By Jeff Copper, MBA, PCC, PCAC, CPCC, ACG – May 21, 2019
I believe the placebo effect is real. In most cases, if you believe something will help you get better, it likely will. The same concept applies to just about everything else, especially if our beliefs interact with reality.
For example, to some, a Ford race car is superior to a Chevy; California red wines are better than French; and one’s political party is right and the others are wrong.
Certainly, everyone is entitled to their beliefs, but if you spend enough time experiencing your own take on reality, you come to believe that what works for you might actually be a universal truth or fact.
This transformation takes place when the stories we tell ourselves become so real and excessive that our beliefs transform into our own personal science. The fallout can be a disconnect between our perception of how we believe the world to be and how it actually is. Put differently, it is the conflict that occurs when a solution derived from one’s personal science doesn’t work in the real world.

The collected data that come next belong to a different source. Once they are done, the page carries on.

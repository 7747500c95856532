use std::sync::Arc;

use crate::container::injector::InjectorError;
use crate::container::registry::{ContainerId, Recipe, Registration};
use crate::key::ServiceType;
use crate::lifetime::Lifetime;
use crate::provider::Provider;

pub(crate) type UnregisteredHandler = dyn Fn(&mut UnregisteredTypeEvent) + Send + Sync;

/// Raised for a closed contract which nothing registered can serve.
///
/// A handler may supply a registration with [`UnregisteredTypeEvent::register`].
/// The first supplied registration wins and is kept for all later requests
/// of the contract.
pub struct UnregisteredTypeEvent {
    service_type: ServiceType,
    container: ContainerId,
    default_lifetime: Option<Lifetime>,
    registration: Option<Result<Registration, InjectorError>>,
}

impl UnregisteredTypeEvent {
    pub(crate) fn new(
        service_type: ServiceType,
        container: ContainerId,
        default_lifetime: Option<Lifetime>,
    ) -> Self {
        Self {
            service_type,
            container,
            default_lifetime,
            registration: None,
        }
    }

    pub fn service_type(&self) -> &ServiceType {
        &self.service_type
    }

    /// Returns true if an earlier handler already supplied a registration.
    pub fn is_handled(&self) -> bool {
        self.registration.is_some()
    }

    /// Supplies `provider` for the contract. Ignored if the event is already
    /// handled. [`Lifetime::Scoped`] uses the container's default scoped
    /// lifestyle; without one, resolving the contract fails with
    /// [`InjectorError::NoDefaultScopedLifestyle`].
    pub fn register<P: Provider>(
        &mut self,
        implementation_type: ServiceType,
        provider: P,
        lifetime: Lifetime,
    ) {
        if self.is_handled() {
            return;
        }
        let lifetime = match (lifetime, &self.default_lifetime) {
            (Lifetime::Scoped, Some(default)) => default.clone(),
            (Lifetime::Scoped, None) => {
                self.registration = Some(Err(InjectorError::NoDefaultScopedLifestyle {
                    service_type: self.service_type.clone(),
                    implementation_type,
                }));
                return;
            }
            (other, _) => other,
        };
        self.registration = Some(Ok(Registration::new(
            self.container,
            implementation_type,
            Recipe::Provider(Arc::new(provider)),
            lifetime,
        )));
    }

    /// Supplies an existing registration of the same container. Registrations
    /// of other containers are ignored.
    pub fn register_registration(&mut self, registration: Registration) {
        if !self.is_handled() && registration.container() == self.container {
            self.registration = Some(Ok(registration));
        }
    }

    pub(crate) fn into_registration(self) -> Option<Result<Registration, InjectorError>> {
        self.registration
    }
}

#[cfg(test)]
mod tests {
    use crate::lifetime::ScopedLifestyle;
    use crate::provider::instance::InstanceProvider;

    use super::*;

    #[test]
    fn unregistered_type_event_first_registration_wins() {
        let container = ContainerId::next();
        let mut event = UnregisteredTypeEvent::new(ServiceType::named("ILogger"), container, None);
        assert!(!event.is_handled());

        event.register(
            ServiceType::named("ConsoleLogger"),
            InstanceProvider::new(1u8),
            Lifetime::Singleton,
        );
        event.register(
            ServiceType::named("NullLogger"),
            InstanceProvider::new(2u8),
            Lifetime::Transient,
        );

        let registration = event.into_registration().unwrap().unwrap();
        assert_eq!(registration.implementation_type(), &ServiceType::named("ConsoleLogger"));
        assert!(matches!(registration.lifetime(), Lifetime::Singleton));
    }

    #[test]
    fn unregistered_type_event_scoped_uses_default_lifestyle() {
        let mut event = UnregisteredTypeEvent::new(
            ServiceType::named("ISession"),
            ContainerId::next(),
            Some(Lifetime::ScopedBy(ScopedLifestyle::Flowing)),
        );
        event.register(
            ServiceType::named("Session"),
            InstanceProvider::new(1u8),
            Lifetime::Scoped,
        );

        let registration = event.into_registration().unwrap().unwrap();
        assert!(matches!(
            registration.lifetime(),
            Lifetime::ScopedBy(ScopedLifestyle::Flowing)
        ));
    }

    #[test]
    fn unregistered_type_event_scoped_without_default_lifestyle_fails() {
        let mut event =
            UnregisteredTypeEvent::new(ServiceType::named("ISession"), ContainerId::next(), None);
        event.register(
            ServiceType::named("Session"),
            InstanceProvider::new(1u8),
            Lifetime::Scoped,
        );
        assert!(event.is_handled());

        let err = event.into_registration().unwrap().unwrap_err();
        assert!(matches!(err, InjectorError::NoDefaultScopedLifestyle { .. }));
        assert_eq!(err.kind(), crate::container::ErrorKind::Configuration);
    }

    #[test]
    fn unregistered_type_event_ignores_foreign_registrations() {
        let mut event =
            UnregisteredTypeEvent::new(ServiceType::named("ILogger"), ContainerId::next(), None);
        let foreign = Registration::new(
            ContainerId::next(),
            ServiceType::named("ConsoleLogger"),
            Recipe::Provider(Arc::new(InstanceProvider::new(1u8))),
            Lifetime::Transient,
        );
        event.register_registration(foreign);
        assert!(!event.is_handled());
    }
}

Let me explain how this relates to coaching. Since most of us have spent so much time in our heads experiencing our own take on reality… and spinning stories to prove that our beliefs are universal truths… we cannot begin to see any other solution other than the one concocted in our head… and we won’t until we ourselves disprove our own science. It is only after we find a flaw in our science and question it that we can begin to see how things are in reality.

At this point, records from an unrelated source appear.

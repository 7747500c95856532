//! Wrapping of resolved services by decorators chosen per service type.

use std::any::{self, Any};
use std::error::Error;
use std::fmt::{Debug, Formatter, Result as FmtResult};
use std::sync::Arc;

use tracing::debug;

use crate::container::injector::{ContextForwardingInjectorProxy, Injector, InjectorError};
use crate::container::producer::Activation;
use crate::container::registry::{ConfigState, Recipe, Registration};
use crate::instance::Instance;
use crate::key::{ServiceType, TypeParam};
use crate::lifetime::Lifetime;
use crate::matcher;
use crate::provider::context::CallContext;

type DecorateFn =
    dyn Fn(&dyn Injector, &CallContext<'_>, Instance) -> Result<Instance, InjectorError> + Send + Sync;

type DecoratorPredicate = dyn Fn(&DecoratorContext<'_>) -> bool + Send + Sync;

/// A decorator wrapping every service whose type matches `contract`.
///
/// The factory receives the decorated instance and returns the instance
/// handed out instead. Decorators are applied in registration order, so the
/// last registered decorator is the outermost one.
///
/// # Examples
///
/// ```rust
/// # use std::convert::Infallible;
/// # use std::sync::Arc;
/// # use weave::decorator::DecoratorDescriptor;
/// # use weave::key::ServiceType;
/// let decorator = DecoratorDescriptor::typed(
///     ServiceType::of::<Arc<str>>(),
///     ServiceType::named("Shouting"),
///     |_, inner: Arc<str>| Ok::<_, Infallible>(Arc::from(inner.to_uppercase())),
/// );
/// ```
pub struct DecoratorDescriptor {
    contract: ServiceType,
    implementation: ServiceType,
    params: Vec<TypeParam>,
    lifetime: Lifetime,
    factory: Arc<DecorateFn>,
    predicate: Option<Arc<DecoratorPredicate>>,
}

impl DecoratorDescriptor {
    pub fn new<F>(contract: ServiceType, implementation: ServiceType, factory: F) -> Self
    where
        F: Fn(&dyn Injector, &CallContext<'_>, Instance) -> Result<Instance, InjectorError>,
        F: Send + Sync + 'static,
    {
        Self {
            contract,
            implementation,
            params: Vec::new(),
            lifetime: Lifetime::Transient,
            factory: Arc::new(factory),
            predicate: None,
        }
    }

    /// Creates a decorator of `T`, where the decorated object is cloned out
    /// of its instance.
    pub fn typed<T, E, F>(contract: ServiceType, implementation: ServiceType, factory: F) -> Self
    where
        T: Any + Clone + Send + Sync,
        E: Into<Box<dyn Error + Send + Sync>>,
        F: Fn(&dyn Injector, T) -> Result<T, E> + Send + Sync + 'static,
    {
        let service_type = contract.clone();
        Self::new(contract, implementation, move |injector, context, inner| {
            let Some(inner) = inner.cloned::<T>() else {
                return Err(InjectorError::IncompatibleInstance {
                    service_type: service_type.clone(),
                    expected: any::type_name::<T>().to_string(),
                    actual: inner.type_name(),
                });
            };
            match factory(injector, inner) {
                Ok(decorated) => Ok(Instance::new(decorated)),
                Err(err) => Err(crate::provider::construction_failed::<T, _>(context, err)),
            }
        })
    }

    pub fn param(mut self, param: TypeParam) -> Self {
        self.params.push(param);
        self
    }

    pub fn lifetime(mut self, lifetime: Lifetime) -> Self {
        self.lifetime = lifetime;
        self
    }

    /// Applies the decorator only where `predicate` returns true.
    pub fn when<P>(mut self, predicate: P) -> Self
    where
        P: Fn(&DecoratorContext<'_>) -> bool + Send + Sync + 'static,
    {
        self.predicate = Some(Arc::new(predicate));
        self
    }

    pub fn contract(&self) -> &ServiceType {
        &self.contract
    }

    pub fn implementation(&self) -> &ServiceType {
        &self.implementation
    }

    pub fn params(&self) -> &[TypeParam] {
        &self.params
    }

    pub fn get_lifetime(&self) -> &Lifetime {
        &self.lifetime
    }

    pub(crate) fn set_lifetime(&mut self, lifetime: Lifetime) {
        self.lifetime = lifetime;
    }

    pub(crate) fn decorate(
        &self,
        injector: &dyn Injector,
        context: &CallContext<'_>,
        decoratee: Instance,
    ) -> Result<Instance, InjectorError> {
        let injector = ContextForwardingInjectorProxy::new(injector, context);
        (self.factory)(&injector, context, decoratee)
    }
}

impl Debug for DecoratorDescriptor {
    fn fmt(&self, f: &mut Formatter<'_>) -> FmtResult {
        f.debug_struct("DecoratorDescriptor")
            .field("contract", &self.contract)
            .field("implementation", &self.implementation)
            .field("lifetime", &self.lifetime)
            .finish_non_exhaustive()
    }
}

/// The information a decorator predicate decides on.
pub struct DecoratorContext<'a> {
    service_type: &'a ServiceType,
    implementation_type: &'a ServiceType,
    applied: &'a [ServiceType],
}

impl DecoratorContext<'_> {
    pub fn service_type(&self) -> &ServiceType {
        self.service_type
    }

    /// The implementation of the decorated service, below all decorators.
    pub fn implementation_type(&self) -> &ServiceType {
        self.implementation_type
    }

    /// The decorators applied so far, innermost first.
    pub fn applied(&self) -> &[ServiceType] {
        self.applied
    }
}

/// Builds the activation chain of `registration` serving `service_type`:
/// the registration itself, wrapped by every applicable decorator.
pub(crate) fn compose(
    config: &ConfigState,
    service_type: &ServiceType,
    registration: &Registration,
) -> Result<Arc<Activation>, InjectorError> {
    let mut current = Arc::new(Activation::new(
        service_type.clone(),
        registration.clone(),
        None,
        config.initializers_for(registration.implementation_type(), Some(service_type)),
    ));
    let mut applied: Vec<ServiceType> = Vec::new();

    for decorator in &config.decorators {
        let Some(bindings) = matcher::close(
            &decorator.contract,
            &decorator.implementation,
            &decorator.params,
            service_type,
            &config.catalog,
        ) else {
            continue;
        };
        let Some(implementation) = decorator.implementation.substitute(&bindings) else {
            continue;
        };
        if let Some(predicate) = &decorator.predicate {
            let context = DecoratorContext {
                service_type,
                implementation_type: registration.implementation_type(),
                applied: &applied,
            };
            if !predicate(&context) {
                continue;
            }
        }

        let decoratee_lifetime = current.registration().lifetime();
        if config.options.check_lifestyle_mismatches()
            && !decoratee_lifetime.is_transient()
            && decorator.lifetime.outlive(decoratee_lifetime)
        {
            return Err(InjectorError::LifestyleMismatch {
                consumer: implementation,
                consumer_lifetime: decorator.lifetime.to_string(),
                dependency: current.registration().implementation_type().clone(),
                dependency_lifetime: decoratee_lifetime.to_string(),
            });
        }

        let layer = Registration::new(
            registration.container(),
            implementation.clone(),
            Recipe::Decorator(Arc::clone(decorator)),
            decorator.lifetime.clone(),
        );
        current = Arc::new(Activation::new(
            service_type.clone(),
            layer,
            Some(current),
            config.initializers_for(&implementation, None),
        ));
        applied.push(implementation);
    }

    debug!(
        target: "weave",
        service_type = %service_type,
        implementation_type = %registration.implementation_type(),
        decorators = applied.len(),
        "composed instance producer",
    );
    Ok(current)
}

In a sense, coaching is the art of questioning those who are skeptical and know their science could be flawed. This is not an easy process because people have a firm grip on their own personal science and have a very difficult time letting it go. Let’s face it, if it were easy, they would have done it by now.

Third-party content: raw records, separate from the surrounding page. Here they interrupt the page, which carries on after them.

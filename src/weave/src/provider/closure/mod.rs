mod closure_implementation;
mod raw_wrapper;
mod wrapper;

use std::any::Any;
use std::error::Error;

use crate::container::injector::{Injector, InjectorError};
use crate::provider::context::CallContext;

pub use raw_wrapper::RawClosureProvider;
pub use wrapper::ClosureProvider;

/// A specialized form of [`Fn`] that can be called by supplying arguments
/// retrieved from an [`Injector`].
///
/// Closures of `Fn(A1, A2, ...) -> Result<T, E> + Send + Sync + 'static`
/// are [`Closure`]s, where each `Ai` is resolved from the contract
/// `ServiceType::of::<Ai>()` and cloned out of the instance.
///
/// Due to the lack of support for functions of variable length parameters,
/// [`Closure`] is only implemented by functions whose arity is at most 16.
pub trait Closure<D>
where
    Self: Send + Sync + 'static,
    D: Send + Sync + 'static,
{
    /// The successfully constructed object.
    type Constructed: Any + Send + Sync;

    /// The error occurred in object construction after all dependencies are
    /// retrieved.
    type Error: Into<Box<dyn Error + Send + Sync>>;

    /// Retrieves the dependencies from the injector and calls `self` with
    /// these dependencies.
    ///
    /// # Errors
    ///
    /// Returns an error if all dependencies can't be fetched.
    ///
    /// Returns an inner error [`Closure::Error`] wrapped in the outer [`Ok`]
    /// if the object construction fails.
    fn run(
        &self,
        injector: &dyn Injector,
    ) -> Result<Result<Self::Constructed, Self::Error>, InjectorError>;
}

/// A specialized form of [`Fn`] which directly accepts an [`Injector`] and
/// the [`CallContext`] of the activation.
///
/// Raw closures suit open-generic factories: the closed implementation type
/// being built is available through [`CallContext::implementation_type`].
pub trait RawClosure
where
    Self: Fn(
        &dyn Injector,
        &CallContext<'_>,
    ) -> Result<Result<Self::Constructed, Self::Error>, InjectorError>,
    Self: Send + Sync + 'static,
{
    /// The successfully constructed object.
    type Constructed: Any + Send + Sync;

    /// The error occurred in object construction after all dependencies are
    /// retrieved.
    type Error: Into<Box<dyn Error + Send + Sync>>;
}

impl<F, T, E> RawClosure for F
where
    T: Any + Send + Sync,
    E: Into<Box<dyn Error + Send + Sync>>,
    Self: Fn(&dyn Injector, &CallContext<'_>) -> Result<Result<T, E>, InjectorError>,
    Self: Send + Sync + 'static,
{
    type Constructed = T;

    type Error = E;
}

The coaching profession uses various tools and techniques to help people get out of their heads and out of their beliefs of reality so they can begin to question or disprove their own science in favor of a new science. Let’s use the race car example above. If you tell a Ford fan that Chevy is better, you’re likely to be met with strong emotions or an endless stream of inconsequential details in an attempt to support that belief. A coach would not tell a race fan anything. Rather, a coach might ask, “What does it look like for one race car to be better than another over decades?
This type of question is designed to remove the emotional attachment and send the fan off to think about and answer the question, which is something his own science has not likely addressed. By answering the question, the fan might find the motivation to do some research that might reveal Ford has actually won more NASCAR races than any other make of car, in which case, the race fan would have proven to himself that his hypothesis was incorrect, thereby opening himself up to acknowledging that Fords have been consistently faster over the years, and thus disproving his own science.
The key here is that the fan had to discover this on his own in order for it to be valid in his mind. Keep in mind that anyone who doesn’t want to be confused with the facts cannot be coached. Only those who are open to the discovery would do the research.
The moral to all this is simple. Whenever your science isn’t working in the real world, get out of your head! Get away from the internal spin, pause and pay attention to your science, and realize it is built on your beliefs, no matter how much you swear they are facts. After all, if your science isn’t working in the real world, chances are you’re paying attention to the wrong science.
An old saying I’v used, that encapsulates the same concept: “Convince a person against their will, and they’ll hold the same opinion still”.
ie: until a person sees it for themselves, they’ll fight to maintain their original position.
That is sage advice. Thanks for your comment.